The results of the C-T-P network analysis indicated that 17-beta-estradiol, kaempferol, luteolin, and quercetin are the pivotal active ingredients and Akt1 and MAPK1 are the critical targets of SQSRP against CSM. Akt1, Akt2, and Akt3 and isoforms of the Akt kinase (71). The Akt kinase plays a vital role in the body’s physiological and pathological signaling mechanism as it is involved in cellular functions, such as cell survival, proliferation, migration, and gene expression (72). Some studies have shown that the upregulation of Akt1 activation and activation of the PI3K/Akt pathway contributes to the neuroprotective effect during spinal cord injury (73-76). The MAPK1, also known as ERK2, is a member of the MAP kinase signal transduction pathway. The activation of MAPK1 provides neuroprotection during spinal cord injury (77-79). Molecular docking showed that luteolin and 17-beta-estradiol tightly bind to Akt1 and MAPK1, respectively, suggesting that the critical components of SQSRP could reduce nerve injury by regulating inflammation, reducing stress response, and reducing neuronal apoptosis.
Nevertheless, the present study has several limitations. First, network pharmacology is an approach to discover the network of drug actions through a combination of drug-target networks and biological networks (22).

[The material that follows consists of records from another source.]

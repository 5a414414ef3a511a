//! Rollout policies and the rollout driver.
//!
//! Policies are trait-based to allow customization:
//! - `UniformRollout`: uniform over every candidate action
//! - `AttackFirstRollout`: prefers attacks, otherwise uniform
//!
//! [`rollout`] plays a game out in place on a board, journalling every
//! action in an [`UndoLog`], and unwinds before returning. The board handed
//! in is therefore unchanged afterward whichever backend owns it.

use crate::core::{Action, Board, GameRng, SearchError, Team};
use crate::eval::StateEvaluator;
use crate::rules::{outcome, reward, team_actions, UndoLog};

/// Policy for choosing actions during rollouts.
pub trait RolloutPolicy: Send + Sync {
    /// Pick one of `actions`, or `None` if the slice is empty.
    fn choose(&self, board: &Board, actions: &[Action], rng: &mut GameRng) -> Option<Action>;
}

/// Uniform random rollout policy.
#[derive(Clone, Debug, Default)]
pub struct UniformRollout;

impl RolloutPolicy for UniformRollout {
    fn choose(&self, _board: &Board, actions: &[Action], rng: &mut GameRng) -> Option<Action> {
        rng.choose(actions).copied()
    }
}

/// Takes an attack with the given probability whenever one is available.
#[derive(Clone, Debug)]
pub struct AttackFirstRollout {
    pub attack_probability: f64,
}

impl Default for AttackFirstRollout {
    fn default() -> Self {
        Self {
            attack_probability: 0.8,
        }
    }
}

impl RolloutPolicy for AttackFirstRollout {
    fn choose(&self, _board: &Board, actions: &[Action], rng: &mut GameRng) -> Option<Action> {
        let attacks: Vec<Action> = actions.iter().copied().filter(Action::is_attack).collect();
        if !attacks.is_empty() && rng.gen_bool(self.attack_probability) {
            return rng.choose(attacks.as_slice()).copied();
        }
        rng.choose(actions).copied()
    }
}

/// Rollout limits and scoring.
pub struct Rollout<'a> {
    pub policy: &'a dyn RolloutPolicy,
    pub evaluator: Option<&'a dyn StateEvaluator>,
    /// Actions before cutting off (0 = play to the end).
    pub max_actions: u32,
}

impl Rollout<'_> {
    /// Play from `board` until the game ends or the cap is hit, and score
    /// the result for `team`. `board` is restored before returning.
    pub fn run(&self, board: &mut Board, team: Team, rng: &mut GameRng) -> Result<f64, SearchError> {
        let mut log = UndoLog::new();
        let score = loop {
            if let Some(result) = outcome(board) {
                break result.reward_for(team);
            }
            if self.max_actions > 0 && log.depth() >= self.max_actions as usize {
                break match self.evaluator {
                    Some(evaluator) => evaluator.evaluate(board, team),
                    None => reward(board, team),
                };
            }
            let mover = board.to_move();
            let actions = team_actions(board, mover);
            let action = self
                .policy
                .choose(board, &actions, rng)
                .unwrap_or(Action::turn_end(mover));
            log.apply(board, &action)?;
        };
        log.unwind(board)?;
        Ok(score)
    }
}

/// Shorthand for a [`Rollout`] without a depth cap or evaluator.
pub fn rollout(
    board: &mut Board,
    team: Team,
    policy: &dyn RolloutPolicy,
    rng: &mut GameRng,
) -> Result<f64, SearchError> {
    Rollout {
        policy,
        evaluator: None,
        max_actions: 0,
    }
    .run(board, team, rng)
}

#[cfg(test)]
mod tests {
    use super::*;
    use crate::core::{Pos, UnitType};
    use crate::eval::HpRatioEvaluator;

    fn board() -> Board {
        let mut board = Board::new(5, 5).unwrap().with_turn_limit(6);
        board.spawn_unit(UnitType::Infantry, Team::Red, Pos::new(1, 1), 10).unwrap();
        board.spawn_unit(UnitType::Panzer, Team::Red, Pos::new(0, 0), 10).unwrap();
        board.spawn_unit(UnitType::Infantry, Team::Blue, Pos::new(4, 4), 10).unwrap();
        board
    }

    #[test]
    fn test_uniform_chooses_member() {
        let board = board();
        let actions = team_actions(&board, Team::Red);
        let mut rng = GameRng::new(1);
        let chosen = UniformRollout.choose(&board, &actions, &mut rng).unwrap();
        assert!(actions.contains(&chosen));
        assert!(UniformRollout.choose(&board, &[], &mut rng).is_none());
    }

    #[test]
    fn test_attack_first_prefers_attacks() {
        let mut board = Board::new(3, 1).unwrap();
        board.spawn_unit(UnitType::Infantry, Team::Red, Pos::new(0, 0), 10).unwrap();
        board.spawn_unit(UnitType::Infantry, Team::Blue, Pos::new(1, 0), 10).unwrap();
        let actions = team_actions(&board, Team::Red);

        let always = AttackFirstRollout {
            attack_probability: 1.0,
        };
        let mut rng = GameRng::new(3);
        for _ in 0..20 {
            assert!(always.choose(&board, &actions, &mut rng).unwrap().is_attack());
        }
    }

    #[test]
    fn test_rollout_restores_board() {
        let mut board = board();
        let before = board.clone();
        let mut rng = GameRng::new(9);

        let score = rollout(&mut board, Team::Red, &UniformRollout, &mut rng).unwrap();
        assert!((0.0..=1.0).contains(&score));
        assert_eq!(board, before);
    }

    #[test]
    fn test_rollout_is_deterministic() {
        let mut a = board();
        let mut b = board();
        let policy = AttackFirstRollout::default();
        let ra = rollout(&mut a, Team::Blue, &policy, &mut GameRng::new(5)).unwrap();
        let rb = rollout(&mut b, Team::Blue, &policy, &mut GameRng::new(5)).unwrap();
        assert_eq!(ra, rb);
    }

    #[test]
    fn test_cutoff_uses_evaluator() {
        let mut board = board();
        let capped = Rollout {
            policy: &UniformRollout,
            evaluator: Some(&HpRatioEvaluator),
            max_actions: 1,
        };
        let score = capped.run(&mut board, Team::Red, &mut GameRng::new(0)).unwrap();
        // nothing is in reach on the first action: red holds 20 of 30 hp
        assert!((score - 2.0 / 3.0).abs() < 1e-9);
    }
}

However, this qualitative analysis of the interaction of “drug-component-target-disease” is limited in explaining the overall compatibility mechanism of the TCM compounds as the databases might show discrepancies due to numerous sources of information and theoretical and experimental data (80).
Second, the TCM formula contains a variety of herbs and could be prescribed in different ratios upon the rationale of the physician and the perceived syndrome of the patients. The different ratios of the herbs and the solvent used as a vehicle of the prescription may alter the concentrations of the compounds in the body after consumption, and uncertainty to the concentrations absorbed in the body may occur due to the pharmacokinetics of absorption, distribution, metabolism, excretion, and toxic effects (ADMET) parameters in the body (81). Nonetheless, the dose-efficacy correlation between the compounds and disease is critical, and it is difficult to quantify the effect of the compounds with the current network pharmacology (82). Therefore, further validation experiments on drug concentration are required to accurately reflect the effective components of SQSRP in the treatment of CSM.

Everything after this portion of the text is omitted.